Pas mécontent de se débarrasser d’un investissement qui ne lui a « apporté que des inconvénients », Windhorst finit par passer la main à 777 Partners au printemps dernier. Ingmar Pering, ancien membre influent du conseil d’administration qui a quitté ses fonctions au début du mois de mai, a tenu à réagir dans une lettre : « Les accords avec 777 ont été apportés par le présidium dans le cadre d’une procédure hâtive, mais sans qu’il soit encore possible de réfléchir aux alternatives. Une vente rapide sans alternatives réelles m’a mis devant la tâche insoluble de vouloir encore dire “non”, mais de savoir qu’il n’y avait alors pas de véritable alternative à l’effondrement économique et à l’insolvabilité. » D’autant plus que cet accord ne respecte pas la règle du 50+1, puisque 777 Partners détient 64,7 % des parts du club, et qu’une solution devra donc être trouvée pour rentrer dans les clous. « La nouvelle direction a beaucoup de crédit auprès des supporters, mais elle est aussi vue de manière très critique par de nombreux observateurs.
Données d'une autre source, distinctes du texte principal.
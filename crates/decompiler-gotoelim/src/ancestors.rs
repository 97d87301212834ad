use decompiler_ast::{Arena, Node, NodeId};

use crate::topology::Topology;

/// Lazy walk of the strict ancestors of a node, innermost first, stopping
/// at the method root. Consumed as an `Iterator`; nothing is materialized
/// up front, so callers that only need the first matching ancestor (the
/// classifier's break/continue search) can short-circuit cheaply.
pub struct Ancestors<'a> {
    topology: &'a Topology,
    current: Option<NodeId>,
}

impl<'a> Ancestors<'a> {
    pub(crate) fn new(topology: &'a Topology, node: NodeId) -> Self {
        Self {
            topology,
            current: topology.parent(node),
        }
    }
}

impl Iterator for Ancestors<'_> {
    type Item = NodeId;

    fn next(&mut self) -> Option<NodeId> {
        let node = self.current?;
        self.current = self.topology.parent(node);
        Some(node)
    }
}

/// Ancestors filtered to nodes matching `pred`, e.g. just `Loop`s or just
/// `TryCatchBlock`s. Equivalent to the ancestor walker's optional kind
/// filter.
pub fn ancestors_matching<'a>(
    topology: &'a Topology,
    arena: &'a Arena,
    node: NodeId,
    mut pred: impl FnMut(&Node) -> bool + 'a,
) -> impl Iterator<Item = NodeId> + 'a {
    Ancestors::new(topology, node).filter(move |&id| pred(arena.get(id)))
}
use tracing_subscriber::layer::SubscriberExt;
use tracing_subscriber::util::SubscriberInitExt;
use tracing_subscriber::{EnvFilter, fmt};

use crate::presentation::config::{Environment, LoggingSettings};

/// Installs the global subscriber. `RUST_LOG` wins over the configured level.
pub fn init_tracing(logging: &LoggingSettings, environment: Environment) {
    let env_filter =
        EnvFilter::try_from_default_env().unwrap_or_else(|_| EnvFilter::new(&logging.level));

    let fmt_layer = fmt::layer()
        .with_target(true)
        .with_file(true)
        .with_line_number(true);

    if logging.json_format {
        tracing_subscriber::registry()
            .with(env_filter)
            .with(fmt_layer.json())
            .init();
    } else {
        tracing_subscriber::registry()
            .with(env_filter)
            .with(fmt_layer)
            .init();
    }

    tracing::info!(
        environment = %environment,
        json_format = logging.json_format,
        "Tracing initialized"
    );
}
Ils comptent beaucoup sur la cohésion interne et les gens qui sont au club depuis longtemps. Ceux-ci sont désormais élevés à des postes de direction. Mais beaucoup se demandent s’ils ont la stature pour accomplir ces tâches exigeantes », rapporte Christian Dexne. Un doute partagé par Pering dans sa lettre : « Aujourd’hui, nous n’avons pas seulement affaire à des gens égoïstes qui ne se préoccupent que de leur profit personnel, mais aussi à une incompétence collective. » Des propos qui font référence à ceux de l’ancien capo qui rappelait, courant décembre, que le Hertha n’avait « pas de problèmes de liquidités. Cette saison et la suivante sont déjà financées. » Six mois plus tard, « le club n’a plus d’argent. La licence est en danger », confesse Dexne. En réalité, le club doit trouver 100 millions d’euros sous peine d’évoluer en ligue régionale, et non pas en deuxième division à la reprise. Les Berlinois ont annoncé ce lundi avoir entamé des négociations pour repousser un remboursement de 40 millions censé avoir déjà été effectué en novembre 2018 et dont la nouvelle échéance arrivait à l’automne.

« Le nouvel investisseur 777 est encore très réticent, mais j’espère que dans le pire des cas, il signera une garantie. Cela sécuriserait la licence », glisse l’auteur de Wilde Jahre in Westend, sorti dimanche. « C’est le pire cas que nous ayons jamais eu », a déclaré à la Süddeutsche Zeitung un responsable de la ligue resté anonyme et impliqué dans le système d’octroi des licences. Tant et si bien que quatre ans après avoir changé de dimension, le Hertha Berlin pourrait retrouver l’anonymat des ligues amateurs plutôt que les sommets européens tant espérés. Et pour s’en sortir, il va désormais falloir que tout le monde tire dans le même sens plutôt que dans les pattes de ses collègues, parce que, comme tout le monde le sait, l’Union fait la force.

Par Florian Porta

Propos de Christian Dexne recueillis par FP.